» **Problem to solve**
Look through the listing and report every line that has "loop" in it.

···

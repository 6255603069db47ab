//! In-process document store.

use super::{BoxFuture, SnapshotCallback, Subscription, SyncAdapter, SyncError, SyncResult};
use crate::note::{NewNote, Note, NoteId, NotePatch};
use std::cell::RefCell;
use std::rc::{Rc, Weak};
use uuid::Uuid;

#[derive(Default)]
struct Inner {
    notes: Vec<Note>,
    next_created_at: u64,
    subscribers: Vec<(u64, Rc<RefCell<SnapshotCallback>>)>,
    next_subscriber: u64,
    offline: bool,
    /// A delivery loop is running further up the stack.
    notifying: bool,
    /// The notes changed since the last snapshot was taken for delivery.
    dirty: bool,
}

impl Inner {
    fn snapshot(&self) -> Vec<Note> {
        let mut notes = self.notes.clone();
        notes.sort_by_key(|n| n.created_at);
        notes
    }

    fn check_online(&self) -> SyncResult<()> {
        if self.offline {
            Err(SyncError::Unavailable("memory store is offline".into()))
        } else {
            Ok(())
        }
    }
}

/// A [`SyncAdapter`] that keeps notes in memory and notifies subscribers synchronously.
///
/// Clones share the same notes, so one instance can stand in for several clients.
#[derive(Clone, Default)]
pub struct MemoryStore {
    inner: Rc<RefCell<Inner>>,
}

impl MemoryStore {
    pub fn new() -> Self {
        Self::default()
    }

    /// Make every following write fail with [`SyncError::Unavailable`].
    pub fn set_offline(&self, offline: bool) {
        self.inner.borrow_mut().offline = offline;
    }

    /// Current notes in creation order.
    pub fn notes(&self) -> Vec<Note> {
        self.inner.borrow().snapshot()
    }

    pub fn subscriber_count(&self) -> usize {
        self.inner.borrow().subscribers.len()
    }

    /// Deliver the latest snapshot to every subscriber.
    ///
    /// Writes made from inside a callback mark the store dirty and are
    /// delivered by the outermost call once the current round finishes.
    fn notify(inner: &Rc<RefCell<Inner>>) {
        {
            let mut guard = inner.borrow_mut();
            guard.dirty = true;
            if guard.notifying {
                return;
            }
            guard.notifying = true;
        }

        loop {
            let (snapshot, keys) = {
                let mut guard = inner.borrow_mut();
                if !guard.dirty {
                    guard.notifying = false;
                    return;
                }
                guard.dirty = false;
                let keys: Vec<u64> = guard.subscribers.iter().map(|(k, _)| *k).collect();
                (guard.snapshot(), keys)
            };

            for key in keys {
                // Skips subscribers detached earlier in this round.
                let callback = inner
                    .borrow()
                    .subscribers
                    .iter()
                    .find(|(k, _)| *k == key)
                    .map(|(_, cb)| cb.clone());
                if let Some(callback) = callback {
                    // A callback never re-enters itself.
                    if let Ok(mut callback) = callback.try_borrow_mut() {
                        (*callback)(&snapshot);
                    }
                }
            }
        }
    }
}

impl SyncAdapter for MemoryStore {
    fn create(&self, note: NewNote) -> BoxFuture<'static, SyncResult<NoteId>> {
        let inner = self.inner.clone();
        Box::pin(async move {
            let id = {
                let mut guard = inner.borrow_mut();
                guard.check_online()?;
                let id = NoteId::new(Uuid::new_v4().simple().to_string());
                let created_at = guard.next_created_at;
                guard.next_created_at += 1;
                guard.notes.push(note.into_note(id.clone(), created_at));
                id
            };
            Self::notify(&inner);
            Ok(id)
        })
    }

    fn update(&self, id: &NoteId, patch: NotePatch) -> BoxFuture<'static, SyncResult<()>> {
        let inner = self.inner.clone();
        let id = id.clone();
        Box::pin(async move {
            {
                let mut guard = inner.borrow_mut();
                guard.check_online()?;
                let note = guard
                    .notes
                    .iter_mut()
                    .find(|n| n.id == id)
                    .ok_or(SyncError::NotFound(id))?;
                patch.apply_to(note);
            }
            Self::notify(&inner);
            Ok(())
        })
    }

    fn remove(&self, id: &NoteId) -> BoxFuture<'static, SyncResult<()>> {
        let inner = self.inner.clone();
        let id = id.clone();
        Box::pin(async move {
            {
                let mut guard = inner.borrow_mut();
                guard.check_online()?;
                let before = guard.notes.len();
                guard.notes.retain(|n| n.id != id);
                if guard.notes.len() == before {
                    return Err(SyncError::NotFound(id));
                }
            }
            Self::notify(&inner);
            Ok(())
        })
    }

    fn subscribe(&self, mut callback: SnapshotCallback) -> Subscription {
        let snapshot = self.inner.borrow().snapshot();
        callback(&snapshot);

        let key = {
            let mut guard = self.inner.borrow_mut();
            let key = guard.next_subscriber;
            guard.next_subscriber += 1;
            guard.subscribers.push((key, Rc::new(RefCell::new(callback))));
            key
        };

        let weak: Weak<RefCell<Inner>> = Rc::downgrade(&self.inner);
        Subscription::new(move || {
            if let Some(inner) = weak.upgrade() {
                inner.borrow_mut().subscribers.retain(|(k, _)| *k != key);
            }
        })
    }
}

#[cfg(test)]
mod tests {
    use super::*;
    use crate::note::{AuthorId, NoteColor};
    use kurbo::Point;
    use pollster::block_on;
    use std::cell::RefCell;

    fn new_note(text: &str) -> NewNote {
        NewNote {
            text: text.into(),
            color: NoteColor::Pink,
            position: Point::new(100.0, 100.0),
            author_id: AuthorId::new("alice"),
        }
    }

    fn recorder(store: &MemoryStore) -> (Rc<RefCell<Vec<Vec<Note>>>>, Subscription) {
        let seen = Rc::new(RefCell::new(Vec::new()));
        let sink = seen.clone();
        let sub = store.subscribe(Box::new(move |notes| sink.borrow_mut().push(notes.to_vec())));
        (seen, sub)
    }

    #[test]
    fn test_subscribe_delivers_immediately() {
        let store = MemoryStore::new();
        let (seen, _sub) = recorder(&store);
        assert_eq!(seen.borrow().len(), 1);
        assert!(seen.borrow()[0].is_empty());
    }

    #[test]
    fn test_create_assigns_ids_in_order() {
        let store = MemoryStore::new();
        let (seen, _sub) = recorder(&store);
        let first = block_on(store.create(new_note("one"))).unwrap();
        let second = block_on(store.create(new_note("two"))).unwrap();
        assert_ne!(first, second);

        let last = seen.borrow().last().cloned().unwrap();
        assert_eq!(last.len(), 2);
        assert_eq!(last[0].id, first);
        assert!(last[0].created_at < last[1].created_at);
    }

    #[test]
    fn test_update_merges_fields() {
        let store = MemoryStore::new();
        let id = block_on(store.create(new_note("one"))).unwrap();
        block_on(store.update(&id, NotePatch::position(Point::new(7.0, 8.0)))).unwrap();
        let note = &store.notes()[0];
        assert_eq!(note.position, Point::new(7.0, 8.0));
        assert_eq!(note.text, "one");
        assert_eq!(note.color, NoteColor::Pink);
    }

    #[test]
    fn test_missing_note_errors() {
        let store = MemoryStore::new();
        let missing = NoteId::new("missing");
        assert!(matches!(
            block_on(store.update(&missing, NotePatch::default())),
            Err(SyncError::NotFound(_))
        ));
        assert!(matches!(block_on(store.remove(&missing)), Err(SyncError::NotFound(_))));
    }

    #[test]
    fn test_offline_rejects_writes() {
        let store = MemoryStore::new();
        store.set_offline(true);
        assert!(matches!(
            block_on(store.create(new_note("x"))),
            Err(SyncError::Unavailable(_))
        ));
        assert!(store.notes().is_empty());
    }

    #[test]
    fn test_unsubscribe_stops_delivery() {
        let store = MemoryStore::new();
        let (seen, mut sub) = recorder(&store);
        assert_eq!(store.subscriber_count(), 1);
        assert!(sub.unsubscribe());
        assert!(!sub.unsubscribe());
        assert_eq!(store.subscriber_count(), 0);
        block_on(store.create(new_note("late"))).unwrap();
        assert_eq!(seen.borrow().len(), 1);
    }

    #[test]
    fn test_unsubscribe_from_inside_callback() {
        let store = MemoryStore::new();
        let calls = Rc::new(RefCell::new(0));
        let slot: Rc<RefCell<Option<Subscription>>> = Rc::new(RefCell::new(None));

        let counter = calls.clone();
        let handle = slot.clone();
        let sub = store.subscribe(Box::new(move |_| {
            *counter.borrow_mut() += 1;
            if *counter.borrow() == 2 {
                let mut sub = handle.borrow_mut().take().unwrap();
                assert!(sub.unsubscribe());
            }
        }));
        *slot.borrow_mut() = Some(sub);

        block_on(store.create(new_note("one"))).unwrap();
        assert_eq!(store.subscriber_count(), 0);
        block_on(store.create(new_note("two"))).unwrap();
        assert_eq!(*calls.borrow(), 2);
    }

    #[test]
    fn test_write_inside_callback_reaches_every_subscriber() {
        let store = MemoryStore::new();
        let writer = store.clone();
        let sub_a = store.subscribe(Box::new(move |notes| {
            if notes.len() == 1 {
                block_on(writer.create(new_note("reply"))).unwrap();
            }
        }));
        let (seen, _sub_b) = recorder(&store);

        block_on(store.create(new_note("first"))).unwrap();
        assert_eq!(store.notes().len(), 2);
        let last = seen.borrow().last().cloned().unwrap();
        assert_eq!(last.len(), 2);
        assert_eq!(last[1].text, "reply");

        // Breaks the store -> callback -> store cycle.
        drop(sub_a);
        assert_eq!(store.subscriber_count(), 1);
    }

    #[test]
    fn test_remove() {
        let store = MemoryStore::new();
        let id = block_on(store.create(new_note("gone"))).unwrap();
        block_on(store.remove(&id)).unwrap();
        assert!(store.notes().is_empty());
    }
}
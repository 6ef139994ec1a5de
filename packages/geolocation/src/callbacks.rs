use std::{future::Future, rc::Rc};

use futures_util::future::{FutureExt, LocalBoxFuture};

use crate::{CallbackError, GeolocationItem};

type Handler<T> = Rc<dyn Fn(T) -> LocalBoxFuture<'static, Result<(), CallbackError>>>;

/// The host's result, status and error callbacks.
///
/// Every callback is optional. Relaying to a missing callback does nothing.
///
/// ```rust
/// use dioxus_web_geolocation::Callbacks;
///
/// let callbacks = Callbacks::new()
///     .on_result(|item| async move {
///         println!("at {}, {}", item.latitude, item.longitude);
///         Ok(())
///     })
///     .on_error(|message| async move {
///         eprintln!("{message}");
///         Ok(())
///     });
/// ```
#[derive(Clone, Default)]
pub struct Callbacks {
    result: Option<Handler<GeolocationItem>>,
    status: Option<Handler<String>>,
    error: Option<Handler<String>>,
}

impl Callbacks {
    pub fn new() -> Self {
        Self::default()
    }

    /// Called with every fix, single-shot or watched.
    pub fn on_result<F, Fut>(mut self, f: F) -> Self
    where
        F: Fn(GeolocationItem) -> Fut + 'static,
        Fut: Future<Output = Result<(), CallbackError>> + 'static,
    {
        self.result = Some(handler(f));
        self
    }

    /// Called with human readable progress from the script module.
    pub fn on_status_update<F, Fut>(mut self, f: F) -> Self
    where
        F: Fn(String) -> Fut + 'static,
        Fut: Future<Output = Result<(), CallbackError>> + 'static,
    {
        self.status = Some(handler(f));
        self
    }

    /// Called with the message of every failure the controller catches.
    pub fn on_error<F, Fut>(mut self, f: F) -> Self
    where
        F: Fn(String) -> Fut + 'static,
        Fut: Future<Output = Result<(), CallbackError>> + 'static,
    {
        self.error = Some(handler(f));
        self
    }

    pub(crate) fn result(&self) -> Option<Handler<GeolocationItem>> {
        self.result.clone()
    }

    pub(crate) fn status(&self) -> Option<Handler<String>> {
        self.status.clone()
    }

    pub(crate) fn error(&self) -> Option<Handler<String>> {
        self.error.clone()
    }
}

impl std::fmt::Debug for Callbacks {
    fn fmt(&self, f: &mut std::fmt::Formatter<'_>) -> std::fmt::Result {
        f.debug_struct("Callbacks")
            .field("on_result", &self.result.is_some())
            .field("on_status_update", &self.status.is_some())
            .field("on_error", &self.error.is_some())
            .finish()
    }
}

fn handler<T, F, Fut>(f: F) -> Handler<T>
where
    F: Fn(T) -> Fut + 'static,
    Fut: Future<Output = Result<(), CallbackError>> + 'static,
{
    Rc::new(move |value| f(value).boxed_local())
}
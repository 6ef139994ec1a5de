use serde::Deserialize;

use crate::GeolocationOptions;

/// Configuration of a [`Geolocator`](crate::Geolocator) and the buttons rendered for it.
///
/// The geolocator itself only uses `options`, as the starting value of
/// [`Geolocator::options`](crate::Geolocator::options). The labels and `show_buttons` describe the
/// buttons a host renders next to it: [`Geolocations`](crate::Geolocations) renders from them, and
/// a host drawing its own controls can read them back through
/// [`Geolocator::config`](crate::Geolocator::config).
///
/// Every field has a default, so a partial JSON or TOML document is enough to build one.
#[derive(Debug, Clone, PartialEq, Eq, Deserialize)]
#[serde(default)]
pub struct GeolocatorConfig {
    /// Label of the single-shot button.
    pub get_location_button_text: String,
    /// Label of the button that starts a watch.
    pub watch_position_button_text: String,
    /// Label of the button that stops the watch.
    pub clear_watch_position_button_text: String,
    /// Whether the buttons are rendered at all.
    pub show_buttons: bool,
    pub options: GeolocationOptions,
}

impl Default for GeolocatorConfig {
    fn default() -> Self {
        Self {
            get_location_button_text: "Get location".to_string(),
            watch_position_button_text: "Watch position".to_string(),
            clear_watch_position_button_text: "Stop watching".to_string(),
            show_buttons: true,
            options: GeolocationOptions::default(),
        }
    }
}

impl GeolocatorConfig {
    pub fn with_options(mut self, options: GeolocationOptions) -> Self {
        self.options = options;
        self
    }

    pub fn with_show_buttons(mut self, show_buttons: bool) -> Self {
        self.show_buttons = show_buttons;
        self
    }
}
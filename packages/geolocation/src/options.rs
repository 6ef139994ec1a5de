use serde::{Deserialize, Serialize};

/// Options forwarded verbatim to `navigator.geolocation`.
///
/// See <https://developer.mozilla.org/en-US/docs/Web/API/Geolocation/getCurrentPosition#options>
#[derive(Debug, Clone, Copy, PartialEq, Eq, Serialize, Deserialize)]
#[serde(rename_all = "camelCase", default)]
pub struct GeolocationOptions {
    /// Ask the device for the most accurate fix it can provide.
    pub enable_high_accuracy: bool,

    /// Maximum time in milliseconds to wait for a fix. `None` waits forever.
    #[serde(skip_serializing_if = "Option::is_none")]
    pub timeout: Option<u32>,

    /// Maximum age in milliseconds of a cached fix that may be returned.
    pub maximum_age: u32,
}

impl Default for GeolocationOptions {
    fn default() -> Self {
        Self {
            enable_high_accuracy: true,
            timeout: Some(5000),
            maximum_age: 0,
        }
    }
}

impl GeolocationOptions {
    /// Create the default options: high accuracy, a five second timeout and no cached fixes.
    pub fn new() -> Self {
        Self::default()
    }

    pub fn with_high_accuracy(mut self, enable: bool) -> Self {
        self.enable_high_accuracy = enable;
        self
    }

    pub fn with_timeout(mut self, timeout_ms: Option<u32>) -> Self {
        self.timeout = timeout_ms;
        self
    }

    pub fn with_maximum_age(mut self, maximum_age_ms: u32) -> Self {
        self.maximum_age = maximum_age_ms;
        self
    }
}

···

» **Task output**
    /// A delivery loop is running further up the stack.
        loop {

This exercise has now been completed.